Problem statement » Within the listing below, please copy exactly the lines between the line holding "handle_hover(&config);" and the line holding "let hover = config.hover_speed();", inclusive.

Dataset content »
==============================
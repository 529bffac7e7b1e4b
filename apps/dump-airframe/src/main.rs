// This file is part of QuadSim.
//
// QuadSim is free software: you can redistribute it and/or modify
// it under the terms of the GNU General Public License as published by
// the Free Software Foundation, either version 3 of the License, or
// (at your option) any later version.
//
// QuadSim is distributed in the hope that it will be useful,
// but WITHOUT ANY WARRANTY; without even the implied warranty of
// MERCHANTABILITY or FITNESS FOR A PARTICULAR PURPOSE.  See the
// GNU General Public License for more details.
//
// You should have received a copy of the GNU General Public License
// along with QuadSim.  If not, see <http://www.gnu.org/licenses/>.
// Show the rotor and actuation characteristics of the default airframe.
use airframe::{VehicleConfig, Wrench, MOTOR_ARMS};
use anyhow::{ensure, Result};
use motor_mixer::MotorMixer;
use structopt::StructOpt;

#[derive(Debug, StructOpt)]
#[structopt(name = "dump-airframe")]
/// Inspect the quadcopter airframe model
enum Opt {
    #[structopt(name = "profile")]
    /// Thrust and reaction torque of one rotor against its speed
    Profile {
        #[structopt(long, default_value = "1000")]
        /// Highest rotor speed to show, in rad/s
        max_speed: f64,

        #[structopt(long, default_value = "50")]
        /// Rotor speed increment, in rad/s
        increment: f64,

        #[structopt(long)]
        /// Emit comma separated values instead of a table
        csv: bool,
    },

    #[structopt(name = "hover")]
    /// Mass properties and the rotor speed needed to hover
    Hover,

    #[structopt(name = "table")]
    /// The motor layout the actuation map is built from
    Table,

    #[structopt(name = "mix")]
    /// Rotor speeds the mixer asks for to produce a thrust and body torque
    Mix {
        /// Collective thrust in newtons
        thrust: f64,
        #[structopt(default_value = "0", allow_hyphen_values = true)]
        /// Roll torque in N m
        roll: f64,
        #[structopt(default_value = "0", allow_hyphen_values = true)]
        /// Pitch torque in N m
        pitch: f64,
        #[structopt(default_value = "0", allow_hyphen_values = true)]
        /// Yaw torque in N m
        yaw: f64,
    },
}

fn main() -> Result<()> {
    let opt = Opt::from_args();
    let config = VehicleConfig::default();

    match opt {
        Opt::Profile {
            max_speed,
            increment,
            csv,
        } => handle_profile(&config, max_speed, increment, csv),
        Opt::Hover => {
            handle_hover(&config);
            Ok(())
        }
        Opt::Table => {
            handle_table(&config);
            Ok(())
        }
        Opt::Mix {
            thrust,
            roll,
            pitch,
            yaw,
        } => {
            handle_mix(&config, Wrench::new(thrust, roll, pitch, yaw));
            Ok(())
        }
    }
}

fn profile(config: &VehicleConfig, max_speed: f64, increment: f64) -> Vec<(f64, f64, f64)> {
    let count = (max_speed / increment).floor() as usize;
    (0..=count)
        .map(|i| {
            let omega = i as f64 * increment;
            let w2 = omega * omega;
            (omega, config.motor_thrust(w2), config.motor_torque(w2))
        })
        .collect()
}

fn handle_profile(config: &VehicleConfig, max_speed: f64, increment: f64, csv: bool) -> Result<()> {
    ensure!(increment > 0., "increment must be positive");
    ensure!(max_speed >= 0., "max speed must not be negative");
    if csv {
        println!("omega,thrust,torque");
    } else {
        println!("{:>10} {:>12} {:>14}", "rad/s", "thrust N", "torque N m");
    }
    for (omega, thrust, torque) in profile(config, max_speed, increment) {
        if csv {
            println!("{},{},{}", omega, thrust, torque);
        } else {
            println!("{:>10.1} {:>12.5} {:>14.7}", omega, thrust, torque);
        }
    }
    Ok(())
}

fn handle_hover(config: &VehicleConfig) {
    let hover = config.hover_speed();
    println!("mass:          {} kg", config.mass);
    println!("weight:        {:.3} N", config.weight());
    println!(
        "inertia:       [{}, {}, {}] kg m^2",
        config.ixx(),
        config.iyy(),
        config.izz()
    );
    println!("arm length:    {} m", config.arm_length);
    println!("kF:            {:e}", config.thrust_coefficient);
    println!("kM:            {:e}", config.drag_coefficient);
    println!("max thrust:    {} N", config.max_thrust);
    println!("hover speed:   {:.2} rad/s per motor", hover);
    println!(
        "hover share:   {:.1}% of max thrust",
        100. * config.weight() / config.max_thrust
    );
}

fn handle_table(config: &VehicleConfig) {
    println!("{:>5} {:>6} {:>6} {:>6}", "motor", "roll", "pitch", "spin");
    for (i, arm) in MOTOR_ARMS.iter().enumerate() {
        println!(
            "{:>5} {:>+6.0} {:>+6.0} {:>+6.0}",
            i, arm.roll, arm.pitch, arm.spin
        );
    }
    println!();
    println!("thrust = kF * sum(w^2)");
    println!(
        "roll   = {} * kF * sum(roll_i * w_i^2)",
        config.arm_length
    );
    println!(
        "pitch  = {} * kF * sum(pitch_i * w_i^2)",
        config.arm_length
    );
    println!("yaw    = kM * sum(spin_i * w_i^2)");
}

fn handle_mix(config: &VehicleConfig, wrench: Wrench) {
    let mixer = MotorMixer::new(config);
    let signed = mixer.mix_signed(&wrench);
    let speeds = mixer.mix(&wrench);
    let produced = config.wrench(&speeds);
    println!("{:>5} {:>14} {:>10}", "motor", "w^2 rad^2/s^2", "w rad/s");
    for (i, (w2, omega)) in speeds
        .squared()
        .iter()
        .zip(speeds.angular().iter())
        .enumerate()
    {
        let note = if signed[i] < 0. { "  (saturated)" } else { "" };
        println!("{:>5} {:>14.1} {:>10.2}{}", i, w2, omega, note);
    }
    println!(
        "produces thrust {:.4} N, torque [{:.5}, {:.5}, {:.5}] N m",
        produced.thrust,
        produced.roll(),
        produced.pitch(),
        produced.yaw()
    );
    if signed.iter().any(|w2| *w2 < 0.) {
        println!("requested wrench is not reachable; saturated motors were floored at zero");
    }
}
==============================
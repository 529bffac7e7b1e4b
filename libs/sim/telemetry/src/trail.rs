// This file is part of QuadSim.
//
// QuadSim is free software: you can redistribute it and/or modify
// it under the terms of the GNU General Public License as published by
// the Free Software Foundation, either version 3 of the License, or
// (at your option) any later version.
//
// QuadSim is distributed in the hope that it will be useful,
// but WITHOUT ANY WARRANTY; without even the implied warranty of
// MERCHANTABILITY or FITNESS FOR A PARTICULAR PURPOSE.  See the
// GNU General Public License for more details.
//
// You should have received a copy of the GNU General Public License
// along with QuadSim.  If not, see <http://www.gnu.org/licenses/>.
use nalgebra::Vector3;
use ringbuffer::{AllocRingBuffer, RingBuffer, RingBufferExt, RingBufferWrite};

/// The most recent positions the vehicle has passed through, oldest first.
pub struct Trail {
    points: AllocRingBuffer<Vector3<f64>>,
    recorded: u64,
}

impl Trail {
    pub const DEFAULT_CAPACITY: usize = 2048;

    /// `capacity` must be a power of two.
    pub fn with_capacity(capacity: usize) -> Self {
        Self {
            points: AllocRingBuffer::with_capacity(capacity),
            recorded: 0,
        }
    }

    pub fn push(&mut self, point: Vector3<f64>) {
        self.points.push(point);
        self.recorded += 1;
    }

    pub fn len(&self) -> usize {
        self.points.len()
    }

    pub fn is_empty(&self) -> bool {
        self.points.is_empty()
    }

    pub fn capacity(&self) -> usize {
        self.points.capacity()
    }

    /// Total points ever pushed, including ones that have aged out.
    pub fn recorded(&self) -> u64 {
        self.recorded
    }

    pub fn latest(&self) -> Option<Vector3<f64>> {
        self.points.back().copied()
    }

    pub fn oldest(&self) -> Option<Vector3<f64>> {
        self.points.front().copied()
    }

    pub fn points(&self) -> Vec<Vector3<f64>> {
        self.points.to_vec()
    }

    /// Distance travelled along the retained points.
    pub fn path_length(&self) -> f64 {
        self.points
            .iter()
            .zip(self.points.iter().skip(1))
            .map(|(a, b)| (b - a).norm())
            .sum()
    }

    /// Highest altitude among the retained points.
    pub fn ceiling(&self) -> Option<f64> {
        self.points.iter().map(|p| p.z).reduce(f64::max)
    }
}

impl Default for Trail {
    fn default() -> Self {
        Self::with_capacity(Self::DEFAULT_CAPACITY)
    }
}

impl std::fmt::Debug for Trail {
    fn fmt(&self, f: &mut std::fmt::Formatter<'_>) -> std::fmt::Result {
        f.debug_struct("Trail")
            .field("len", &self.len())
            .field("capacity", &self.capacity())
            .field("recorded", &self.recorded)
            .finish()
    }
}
==============================
Answer section »
            handle_hover(&config);
            Ok(())
        }
        Opt::Table => {
            handle_table(&config);
            Ok(())
        }
        Opt::Mix {
            thrust,
            roll,
            pitch,
            yaw,
        } => {
            handle_mix(&config, Wrench::new(thrust, roll, pitch, yaw));
            Ok(())
        }
    }
}

fn profile(config: &VehicleConfig, max_speed: f64, increment: f64) -> Vec<(f64, f64, f64)> {
    let count = (max_speed / increment).floor() as usize;
    (0..=count)
        .map(|i| {
            let omega = i as f64 * increment;
            let w2 = omega * omega;
            (omega, config.motor_thrust(w2), config.motor_torque(w2))
        })
        .collect()
}

fn handle_profile(config: &VehicleConfig, max_speed: f64, increment: f64, csv: bool) -> Result<()> {
    ensure!(increment > 0., "increment must be positive");
    ensure!(max_speed >= 0., "max speed must not be negative");
    if csv {
        println!("omega,thrust,torque");
    } else {
        println!("{:>10} {:>12} {:>14}", "rad/s", "thrust N", "torque N m");
    }
    for (omega, thrust, torque) in profile(config, max_speed, increment) {
        if csv {
            println!("{},{},{}", omega, thrust, torque);
        } else {
            println!("{:>10.1} {:>12.5} {:>14.7}", omega, thrust, torque);
        }
    }
    Ok(())
}

fn handle_hover(config: &VehicleConfig) {
    let hover = config.hover_speed();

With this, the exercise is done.